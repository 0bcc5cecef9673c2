use serde::{Deserialize, Serialize};
use std::borrow::Cow;
use std::convert::Infallible;
use std::fmt;
use std::str::FromStr;

/// Visual treatment of a status badge.
#[derive(Debug, Clone, Copy, PartialEq, Eq, Hash, Serialize, Deserialize)]
#[serde(rename_all = "lowercase")]
pub enum StatusStyle {
    Info,
    Accent,
    Success,
    Danger,
    Warning,
}

impl StatusStyle {
    pub fn as_str(self) -> &'static str {
        match self {
            StatusStyle::Info => "info",
            StatusStyle::Accent => "accent",
            StatusStyle::Success => "success",
            StatusStyle::Danger => "danger",
            StatusStyle::Warning => "warning",
        }
    }
}

impl fmt::Display for StatusStyle {
    fn fmt(&self, f: &mut fmt::Formatter<'_>) -> fmt::Result {
        f.write_str(self.as_str())
    }
}

/// Where a story generation stands, as reported by the generation service.
///
/// Codes the client does not know yet are kept verbatim in `Other`.
#[derive(Debug, Clone, PartialEq, Eq, Hash, Serialize, Deserialize)]
#[serde(from = "String", into = "String")]
pub enum LifecycleCode {
    JustCreated,
    GeneratingStory,
    GeneratingAudio,
    Completed,
    Failed,
    RestrictedContentDetected,
    AudioTooLong,
    Other(String),
}

impl LifecycleCode {
    pub fn as_str(&self) -> &str {
        match self {
            LifecycleCode::JustCreated => "just_created",
            LifecycleCode::GeneratingStory => "generating_story",
            LifecycleCode::GeneratingAudio => "generating_audio",
            LifecycleCode::Completed => "completed",
            LifecycleCode::Failed => "failed",
            LifecycleCode::RestrictedContentDetected => "restricted_content_detected",
            LifecycleCode::AudioTooLong => "audio_too_long",
            LifecycleCode::Other(code) => code,
        }
    }

    pub fn is_known(&self) -> bool {
        !matches!(self, LifecycleCode::Other(_))
    }

    pub fn presentation(&self) -> StatusPresentation {
        presentation_for(self.as_str())
    }
}

impl From<&str> for LifecycleCode {
    fn from(code: &str) -> Self {
        match code {
            "just_created" => LifecycleCode::JustCreated,
            "generating_story" => LifecycleCode::GeneratingStory,
            "generating_audio" => LifecycleCode::GeneratingAudio,
            "completed" => LifecycleCode::Completed,
            "failed" => LifecycleCode::Failed,
            "restricted_content_detected" => LifecycleCode::RestrictedContentDetected,
            "audio_too_long" => LifecycleCode::AudioTooLong,
            other => LifecycleCode::Other(other.to_string()),
        }
    }
}

impl From<String> for LifecycleCode {
    fn from(code: String) -> Self {
        match LifecycleCode::from(code.as_str()) {
            LifecycleCode::Other(_) => LifecycleCode::Other(code),
            known => known,
        }
    }
}

impl From<LifecycleCode> for String {
    fn from(code: LifecycleCode) -> Self {
        match code {
            LifecycleCode::Other(code) => code,
            known => known.as_str().to_string(),
        }
    }
}

impl FromStr for LifecycleCode {
    type Err = Infallible;

    fn from_str(s: &str) -> Result<Self, Self::Err> {
        Ok(LifecycleCode::from(s))
    }
}

impl fmt::Display for LifecycleCode {
    fn fmt(&self, f: &mut fmt::Formatter<'_>) -> fmt::Result {
        f.write_str(self.as_str())
    }
}

#[derive(Debug, Clone, PartialEq, Eq, Serialize)]
pub struct StatusPresentation {
    pub label: Cow<'static, str>,
    pub style: StatusStyle,
}

const STATUS_TABLE: &[(&str, &str, StatusStyle)] = &[
    ("just_created", "Queued", StatusStyle::Info),
    ("generating_story", "Generating Story", StatusStyle::Info),
    ("generating_audio", "Generating Audio", StatusStyle::Accent),
    ("completed", "Completed", StatusStyle::Success),
    ("failed", "Failed", StatusStyle::Danger),
    ("audio_too_long", "Audio is too long", StatusStyle::Warning),
    ("restricted_content_detected", "Restricted", StatusStyle::Warning),
];

/// Label and style for any lifecycle code. Never fails: unknown codes get a
/// label derived from the code itself and the `info` style.
pub fn presentation_for(code: &str) -> StatusPresentation {
    match STATUS_TABLE.iter().find(|(known, _, _)| *known == code) {
        Some(&(_, label, style)) => StatusPresentation {
            label: Cow::Borrowed(label),
            style,
        },
        None => StatusPresentation {
            label: Cow::Owned(humanize_code(code)),
            style: StatusStyle::Info,
        },
    }
}

/// CSS class list for a status badge, e.g. `"badge success"`.
pub fn badge_class(code: &str) -> String {
    format!("badge {}", presentation_for(code).style)
}

// "new_unknown_code" -> "New Unknown Code". Only the first character of each
// word changes; the rest keeps its case.
fn humanize_code(code: &str) -> String {
    let mut label = String::with_capacity(code.len());
    let mut in_word = false;

    for ch in code.chars() {
        let ch = if ch == '_' { ' ' } else { ch };
        let is_word = ch.is_ascii_alphanumeric();
        if is_word && !in_word {
            label.push(ch.to_ascii_uppercase());
        } else {
            label.push(ch);
        }
        in_word = is_word;
    }

    label
}
use parking_lot::Mutex;
use std::fmt;
use std::sync::Arc;

/// Callback registered against an event stream.
pub type Listener<E> = Arc<dyn Fn(&E) + Send + Sync>;

#[derive(Debug, Clone, Copy, PartialEq, Eq, Hash, PartialOrd, Ord)]
pub struct ListenerId(u64);

struct Entry<K, E> {
    id: ListenerId,
    kind: K,
    listener: Listener<E>,
}

struct Entries<K, E> {
    next_id: u64,
    entries: Vec<Entry<K, E>>,
}

/// Listeners keyed by event kind.
///
/// Dispatch works from a snapshot of ids and re-checks each id right before
/// the call, so a listener removed by an earlier listener in the same
/// dispatch never runs. No lock is held while a listener runs, which lets
/// listeners add or remove listeners on the same registry.
pub struct ListenerRegistry<K, E> {
    inner: Mutex<Entries<K, E>>,
}

impl<K, E> Default for ListenerRegistry<K, E> {
    fn default() -> Self {
        Self {
            inner: Mutex::new(Entries {
                next_id: 0,
                entries: Vec::new(),
            }),
        }
    }
}

impl<K: Copy + PartialEq, E> ListenerRegistry<K, E> {
    pub fn new() -> Self {
        Self::default()
    }

    pub fn add(&self, kind: K, listener: Listener<E>) -> ListenerId {
        let mut inner = self.inner.lock();
        inner.next_id += 1;
        let id = ListenerId(inner.next_id);
        inner.entries.push(Entry { id, kind, listener });
        id
    }

    /// Returns false if the listener was already gone.
    pub fn remove(&self, id: ListenerId) -> bool {
        let mut inner = self.inner.lock();
        let before = inner.entries.len();
        inner.entries.retain(|entry| entry.id != id);
        inner.entries.len() != before
    }

    /// Deliver `event` to every listener registered for `kind`, in
    /// registration order. Returns how many listeners ran.
    pub fn dispatch(&self, kind: K, event: &E) -> usize {
        let ids: Vec<ListenerId> = self
            .inner
            .lock()
            .entries
            .iter()
            .filter(|entry| entry.kind == kind)
            .map(|entry| entry.id)
            .collect();

        let mut delivered = 0;
        for id in ids {
            let listener = self
                .inner
                .lock()
                .entries
                .iter()
                .find(|entry| entry.id == id)
                .map(|entry| Arc::clone(&entry.listener));

            if let Some(listener) = listener {
                listener(event);
                delivered += 1;
            }
        }
        delivered
    }

    pub fn len(&self) -> usize {
        self.inner.lock().entries.len()
    }

    pub fn is_empty(&self) -> bool {
        self.len() == 0
    }

    pub fn count(&self, kind: K) -> usize {
        self.inner
            .lock()
            .entries
            .iter()
            .filter(|entry| entry.kind == kind)
            .count()
    }
}

impl<K, E> fmt::Debug for ListenerRegistry<K, E> {
    fn fmt(&self, f: &mut fmt::Formatter<'_>) -> fmt::Result {
        f.debug_struct("ListenerRegistry")
            .field("listeners", &self.inner.lock().entries.len())
            .finish()
    }
}

/// Owned handle over a set of attached listeners.
///
/// `release` detaches them and is idempotent; dropping the handle releases
/// it too, so whichever path ends the owner's lifetime detaches exactly once.
pub struct Subscription {
    release: Option<Box<dyn FnOnce() + Send>>,
}

impl Subscription {
    pub fn new<F>(release: F) -> Self
    where
        F: FnOnce() + Send + 'static,
    {
        Self {
            release: Some(Box::new(release)),
        }
    }

    pub fn release(&mut self) {
        if let Some(release) = self.release.take() {
            release();
        }
    }

    pub fn is_active(&self) -> bool {
        self.release.is_some()
    }
}

impl Drop for Subscription {
    fn drop(&mut self) {
        self.release();
    }
}

impl fmt::Debug for Subscription {
    fn fmt(&self, f: &mut fmt::Formatter<'_>) -> fmt::Result {
        f.debug_struct("Subscription")
            .field("active", &self.is_active())
            .finish()
    }
}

————————

● Exercise requirements
Write out exactly the lines above between the line with "pub fn remove(&self, id: ListenerId)" and the line with "pub fn dispatch(&self, kind: K, event: &E)", inclusive, and nothing beyond them.

● Output of the exercise
    pub fn remove(&self, id: ListenerId) -> bool {
        let mut inner = self.inner.lock();
        let before = inner.entries.len();
        inner.entries.retain(|entry| entry.id != id);
        inner.entries.len() != before
    }

    /// Deliver `event` to every listener registered for `kind`, in
    /// registration order. Returns how many listeners ran.
    pub fn dispatch(&self, kind: K, event: &E) -> usize {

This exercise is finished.